The first HIV infected she met were a family, with whom she was arranged to take photos. The mother was infected during a blood transfusion. She later passed the virus to the father and the baby she delivered later was also tested as HIV positive.
"The mother would shed tears at the mentioning of her disease and the then 7-year-old kid, with herpes already appearing on his neck, was crying all the time," recalled Jiang bitterly.
Sitting in a car back home, Jiang was silent. "I was so sad," she frowned, "AIDS is spreading quickly and more people could be infected. It is urgent to tell them how to protect themselves from this deadly disease."
As a Good Will Ambassador, her major task is to participate in activities on each World AIDS Day and visit the infected and their families whenever she has time.

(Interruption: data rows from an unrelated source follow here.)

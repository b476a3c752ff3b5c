//! Window, event loop, and key bindings for the sphere viewer.

pub mod controls;
pub mod frame_clock;
pub mod platform;
pub mod window;

pub use window::{App, AppError, run};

She still remembered that in 2003, when she just began the job, she flushed with embarrassment when distributing condoms in a shopping center in downtown Beijing.
Two years later, however, she finished her book Wenli on AIDS to share with readers her understanding of the disease, which used to be labeled as stigma.
And she wants to do more.
She wants to adopt an orphan left by AIDS victims, but she hasn't found a suitable one. "Many orphans are too old to adapt to a new environment," she said.
She has been planning to make a TV serial for three years to show the audience the plight of HIV infected, their families and children. She said that she will start on it after her Africa trip.
She has also an idea to set up a "celebrities' cabin", where they can donate their belongings for sale to help AIDS/HIV-affected people.
"Someday the little cabin may be developed into a charity foundation where all people can contribute to the combat against AIDS," she said.